1. A device for creating an in-situ fenestration in a graft material of a stent graft at a fenestration site, the cutting guidewire device comprising:

an outer member forming a lumen; and

an inner member situated within the lumen of the outer member,

the outer member includes one or more cutters configured to change from a delivery position to a cutting position via axial movement of the outer member and/or the inner member, the one or more cutters in the cutting position are configured to create the in-situ fenestration in the graft material of the stent graft at the fenestration site.

2. The device of claim 1, wherein the outer member includes one or more struts carrying the one or more cutters.

3. The device of claim 2, wherein the one or more cutters are one or more electrodes.

4. The device of claim 2, wherein the one or more cutters are one or more blades.

5. The device of claim 4, wherein the one or more blades are friction fit to the one or more struts.

6. The device of claim 4 further comprising an outer sheath configured to cover the one or more blades when the outer member is in the delivery position.

7. The device of claim 1, wherein the inner member is an inner wire including a distal tip configured to pierce the graft material at the fenestration site.

8. The device of claim 7, wherein the inner member includes a retaining shoulder and the outer member includes a proximal stop and a distal stop, the inner member is in a delivery position when the retaining shoulder contacts the proximal stop, and the inner member is configured to change into a deployment position.

9. The device of claim 8, wherein the distal tip extends beyond the outer member in the deployment position.

10. The device of claim 8, wherein the retaining shoulder contacts the distal stop when the inner member is in the deployment position.

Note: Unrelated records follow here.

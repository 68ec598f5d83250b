//! Per-turn progress panel: elapsed-time summary plus a log of tool and
//! reasoning sub-events.
//!
//! [`ProgressState`] is the plain state machine (`running` → `completed` |
//! `failed`). [`ProgressPanel`] shares it with a periodic ticker task and
//! publishes [`ProgressSnapshot`]s over a watch channel. Every publish
//! happens under the state lock, so a tick racing with completion can never
//! overwrite the final summary.

use std::sync::{Arc, Mutex, Weak};
use std::time::{Duration, Instant};

use serde::{Deserialize, Serialize};
use serde_json::Value;
use tokio::sync::watch;
use tokio::task::JoinHandle;
use tokio::time::MissedTickBehavior;
use tokio_util::sync::CancellationToken;

use super::lock_unpoisoned;

pub const DEFAULT_TICK_INTERVAL: Duration = Duration::from_millis(300);

#[derive(Debug, Clone, Copy, PartialEq, Eq, Hash, Serialize, Deserialize)]
#[serde(rename_all = "snake_case")]
pub enum DetailKind {
    ToolStart,
    ToolResult,
    Reasoning,
    Status,
}

impl DetailKind {
    pub fn as_str(self) -> &'static str {
        match self {
            DetailKind::ToolStart => "tool_start",
            DetailKind::ToolResult => "tool_result",
            DetailKind::Reasoning => "reasoning",
            DetailKind::Status => "status",
        }
    }
}

/// One structured sub-event shown inside the panel.
#[derive(Debug, Clone, PartialEq)]
pub struct DetailEntry {
    pub kind: DetailKind,
    pub payload: Value,
    pub collapsed: bool,
}

impl DetailEntry {
    pub fn new(kind: DetailKind, payload: Value) -> Self {
        Self {
            kind,
            payload,
            collapsed: true,
        }
    }

    pub fn title(&self) -> String {
        match self.kind {
            DetailKind::ToolStart => format!("Calling {}", self.tool_name()),
            DetailKind::ToolResult => format!("{} finished", self.tool_name()),
            DetailKind::Reasoning => "Reasoning".to_string(),
            DetailKind::Status => ["message", "status", "text"]
                .iter()
                .find_map(|key| self.payload.get(*key).and_then(Value::as_str))
                .filter(|text| !text.trim().is_empty())
                .map(str::to_string)
                .unwrap_or_else(|| "Status update".to_string()),
        }
    }

    /// Expanded body text. Tool arguments and outputs only appear when
    /// `verbose` is set; reasoning is always shown.
    pub fn body(&self, verbose: bool) -> Option<String> {
        match self.kind {
            DetailKind::ToolStart if verbose => {
                self.payload.get("arguments").map(pretty_arguments)
            }
            DetailKind::ToolResult if verbose => match self.payload.get("output")? {
                Value::Null => None,
                Value::String(text) => Some(text.clone()),
                other => Some(pretty_json(other)),
            },
            DetailKind::Reasoning => reasoning_text(&self.payload),
            _ => None,
        }
    }

    fn tool_name(&self) -> &str {
        self.payload
            .get("name")
            .and_then(Value::as_str)
            .filter(|name| !name.is_empty())
            .unwrap_or("tool")
    }
}

fn pretty_json(value: &Value) -> String {
    serde_json::to_string_pretty(value).unwrap_or_else(|_| value.to_string())
}

/// Arguments may arrive as an object or as a JSON-encoded string.
fn pretty_arguments(arguments: &Value) -> String {
    match arguments {
        Value::String(raw) => serde_json::from_str::<Value>(raw)
            .map(|parsed| pretty_json(&parsed))
            .unwrap_or_else(|_| raw.clone()),
        other => pretty_json(other),
    }
}

/// Join the `summary` and `content` fragment arrays of a reasoning payload.
/// The payload may carry them directly or nested under `reasoning`.
fn reasoning_text(payload: &Value) -> Option<String> {
    let source = payload
        .get("reasoning")
        .filter(|nested| nested.is_object())
        .unwrap_or(payload);

    let sections: Vec<String> = ["summary", "content"]
        .iter()
        .filter_map(|key| source.get(*key).and_then(Value::as_array))
        .map(|fragments| {
            fragments
                .iter()
                .filter_map(|fragment| match fragment {
                    Value::String(text) => Some(text.as_str()),
                    Value::Object(map) => map.get("text").and_then(Value::as_str),
                    _ => None,
                })
                .filter(|text| !text.trim().is_empty())
                .collect::<Vec<_>>()
                .join("\n")
        })
        .filter(|section| !section.is_empty())
        .collect();

    if sections.is_empty() {
        None
    } else {
        Some(sections.join("\n\n"))
    }
}

pub fn format_elapsed(elapsed: Duration) -> String {
    let secs = elapsed.as_secs_f64();
    if secs < 60.0 {
        format!("{secs:.1}s")
    } else {
        let whole = elapsed.as_secs();
        format!("{}m {:02}s", whole / 60, whole % 60)
    }
}

#[derive(Debug, Clone, Copy, PartialEq, Eq)]
pub enum ProgressStatus {
    Running,
    Completed,
    Failed,
}

/// Immutable view of the panel, published on every change.
#[derive(Debug, Clone, PartialEq)]
pub struct ProgressSnapshot {
    pub status: ProgressStatus,
    pub elapsed: Duration,
    pub summary: String,
    pub collapsed: bool,
    pub verbose: bool,
    pub entries: Vec<DetailEntry>,
    pub failure: Option<String>,
}

impl ProgressSnapshot {
    pub fn is_finished(&self) -> bool {
        self.status != ProgressStatus::Running
    }
}

#[derive(Debug, Clone)]
pub struct ProgressState {
    started: Instant,
    elapsed: Duration,
    status: ProgressStatus,
    collapsed: bool,
    verbose: bool,
    entries: Vec<DetailEntry>,
    failure: Option<String>,
}

impl ProgressState {
    pub fn new(started: Instant, verbose: bool) -> Self {
        Self {
            started,
            elapsed: Duration::ZERO,
            status: ProgressStatus::Running,
            collapsed: true,
            verbose,
            entries: Vec::new(),
            failure: None,
        }
    }

    pub fn status(&self) -> ProgressStatus {
        self.status
    }

    pub fn is_finished(&self) -> bool {
        self.status != ProgressStatus::Running
    }

    pub fn elapsed(&self) -> Duration {
        self.elapsed
    }

    pub fn entries(&self) -> &[DetailEntry] {
        &self.entries
    }

    /// Refresh elapsed time. Returns `false` once the panel has finished.
    pub fn tick(&mut self, now: Instant) -> bool {
        if self.is_finished() {
            return false;
        }
        self.elapsed = now.saturating_duration_since(self.started);
        true
    }

    pub fn complete(&mut self, now: Instant) -> bool {
        self.finish(now, ProgressStatus::Completed, None)
    }

    pub fn fail(&mut self, now: Instant, message: impl Into<String>) -> bool {
        self.finish(now, ProgressStatus::Failed, Some(message.into()))
    }

    fn finish(&mut self, now: Instant, status: ProgressStatus, failure: Option<String>) -> bool {
        if !self.tick(now) {
            return false;
        }
        self.status = status;
        self.failure = failure;
        true
    }

    /// Entries are accepted in every state, including after completion.
    pub fn add_entry(&mut self, kind: DetailKind, payload: Value) {
        self.entries.push(DetailEntry::new(kind, payload));
    }

    /// Toggle the aggregate details container; returns the new collapsed flag.
    pub fn toggle_collapsed(&mut self) -> bool {
        self.collapsed = !self.collapsed;
        self.collapsed
    }

    pub fn toggle_entry(&mut self, index: usize) -> Option<bool> {
        let entry = self.entries.get_mut(index)?;
        entry.collapsed = !entry.collapsed;
        Some(entry.collapsed)
    }

    pub fn summary(&self) -> String {
        let elapsed = format_elapsed(self.elapsed);
        let tool_calls = self
            .entries
            .iter()
            .filter(|entry| entry.kind == DetailKind::ToolStart)
            .count();

        match self.status {
            ProgressStatus::Running => match self.entries.last() {
                Some(latest) => format!("Working · {elapsed} · {}", latest.title()),
                None => format!("Working · {elapsed}"),
            },
            ProgressStatus::Completed => match tool_calls {
                0 => format!("Completed in {elapsed}"),
                1 => format!("Completed in {elapsed} · 1 tool call"),
                n => format!("Completed in {elapsed} · {n} tool calls"),
            },
            ProgressStatus::Failed => match self.failure.as_deref() {
                Some(reason) if !reason.is_empty() => format!("Failed after {elapsed}: {reason}"),
                _ => format!("Failed after {elapsed}"),
            },
        }
    }

    pub fn snapshot(&self) -> ProgressSnapshot {
        ProgressSnapshot {
            status: self.status,
            elapsed: self.elapsed,
            summary: self.summary(),
            collapsed: self.collapsed,
            verbose: self.verbose,
            entries: self.entries.clone(),
            failure: self.failure.clone(),
        }
    }
}

struct PanelShared {
    state: Mutex<ProgressState>,
    updates: watch::Sender<ProgressSnapshot>,
    stop: CancellationToken,
    ticker: Mutex<Option<JoinHandle<()>>>,
}

impl PanelShared {
    fn update<T>(&self, change: impl FnOnce(&mut ProgressState) -> T) -> T {
        let mut state = lock_unpoisoned(&self.state);
        let result = change(&mut state);
        self.updates.send_replace(state.snapshot());
        result
    }
}

/// Shared handle to one turn's progress panel.
#[derive(Clone)]
pub struct ProgressPanel {
    shared: Arc<PanelShared>,
}

impl std::fmt::Debug for ProgressPanel {
    fn fmt(&self, f: &mut std::fmt::Formatter<'_>) -> std::fmt::Result {
        f.debug_struct("ProgressPanel")
            .field("state", &*lock_unpoisoned(&self.shared.state))
            .finish()
    }
}

impl ProgressPanel {
    /// Create a panel without a ticker. Elapsed time still updates on
    /// completion and on explicit [`tick`](Self::tick) calls.
    pub fn new(verbose: bool) -> Self {
        let state = ProgressState::new(Instant::now(), verbose);
        let (updates, _) = watch::channel(state.snapshot());
        Self {
            shared: Arc::new(PanelShared {
                state: Mutex::new(state),
                updates,
                stop: CancellationToken::new(),
                ticker: Mutex::new(None),
            }),
        }
    }

    /// Create a panel and spawn its ticker on the current tokio runtime.
    pub fn start(verbose: bool, period: Duration) -> Self {
        let panel = Self::new(verbose);
        let period = period.max(Duration::from_millis(10));
        let handle = tokio::spawn(run_ticker(
            Arc::downgrade(&panel.shared),
            panel.shared.stop.clone(),
            period,
        ));
        *lock_unpoisoned(&panel.shared.ticker) = Some(handle);
        panel
    }

    pub fn subscribe(&self) -> watch::Receiver<ProgressSnapshot> {
        self.shared.updates.subscribe()
    }

    pub fn snapshot(&self) -> ProgressSnapshot {
        lock_unpoisoned(&self.shared.state).snapshot()
    }

    pub fn is_finished(&self) -> bool {
        lock_unpoisoned(&self.shared.state).is_finished()
    }

    pub fn tick(&self) -> bool {
        self.shared.update(|state| state.tick(Instant::now()))
    }

    pub fn add_entry(&self, kind: DetailKind, payload: Value) {
        self.shared.update(|state| state.add_entry(kind, payload));
    }

    /// Latch the panel as completed. No-op (returns `false`) once finished.
    pub fn complete(&self) -> bool {
        let changed = self.shared.update(|state| state.complete(Instant::now()));
        self.shared.stop.cancel();
        changed
    }

    /// Latch the panel as failed. No-op (returns `false`) once finished.
    pub fn fail(&self, message: impl Into<String>) -> bool {
        let message = message.into();
        let changed = self
            .shared
            .update(|state| state.fail(Instant::now(), message));
        self.shared.stop.cancel();
        changed
    }

    pub fn toggle_collapsed(&self) -> bool {
        self.shared.update(ProgressState::toggle_collapsed)
    }

    pub fn toggle_entry(&self, index: usize) -> Option<bool> {
        self.shared.update(|state| state.toggle_entry(index))
    }

    /// Stop the ticker and wait for it to exit.
    pub async fn stop_ticker(&self) {
        self.shared.stop.cancel();
        let handle = lock_unpoisoned(&self.shared.ticker).take();
        if let Some(handle) = handle {
            let _ = handle.await;
        }
    }

    #[cfg(test)]
    pub(crate) fn ticker_running(&self) -> bool {
        lock_unpoisoned(&self.shared.ticker)
            .as_ref()
            .is_some_and(|handle| !handle.is_finished())
    }
}

async fn run_ticker(shared: Weak<PanelShared>, stop: CancellationToken, period: Duration) {
    let mut interval = tokio::time::interval(period);
    interval.set_missed_tick_behavior(MissedTickBehavior::Skip);
    interval.tick().await;

    loop {
        tokio::select! {
            _ = stop.cancelled() => break,
            _ = interval.tick() => {
                let Some(shared) = shared.upgrade() else {
                    break;
                };
                if !shared.update(|state| state.tick(Instant::now())) {
                    break;
                }
            }
        }
    }
}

11. A device for creating an in-situ fenestration in a graft material of a stent graft at a fenestration site, the cutting guidewire device comprising:

an outer member including a proximal end and a distal end and one or more struts extending therebetween, the one or more struts carrying one or more cutters; and

an inner member situated within the outer member,

the one or more struts are configured to change from a delivery position to a cutting position via axial movement of the outer member and/or the inner member, the one or more cutters in the cutting position are configured to create the in-situ fenestration in the graft material of the stent graft at the fenestration site, the one or more cutters are spaced apart from the inner member in the cutting position.

12. The device of claim 11, wherein the one or more struts are bent in the cutting position.

13. The device of claim 12, wherein the one or more struts include one or more tapered portions.

14. The device of claim 11, wherein the one or more struts are linear in the delivery position.

15. The device of claim 11, wherein the proximal end includes a transverse cutting pattern configured for flexing in the delivery position.

16. A method of deploying a device at a fenestration site to form a fenestration in a graft material of a stent graft, the method comprises:

delivering a distal tip of the cutting guidewire device to the fenestration site;

penetrating the graft material of the stent graft at the fenestration site with the distal tip; and

creating the fenestration at the fenestration site with one or more cutters of the cutting guidewire device.

17. The method of claim 16, wherein the cutting guidewire device includes an outer member including one or more struts carrying the one or more cutters and an inner member situated within the outer member.

18. The method of claim 17 further comprising aligning the one or more cutters with the graft material, compressing the outer member to urge the one or more struts carrying the one or more cutters outward, and activating the one or more cutters to create the fenestration.

19. The method of claim 18, wherein the one or more cutters are one or more electrodes, and the activating step includes energizing the one or more electrodes to create the fenestration.

20. The method of claim 18 further comprising retracting the distal tip into the outer member after the aligning step.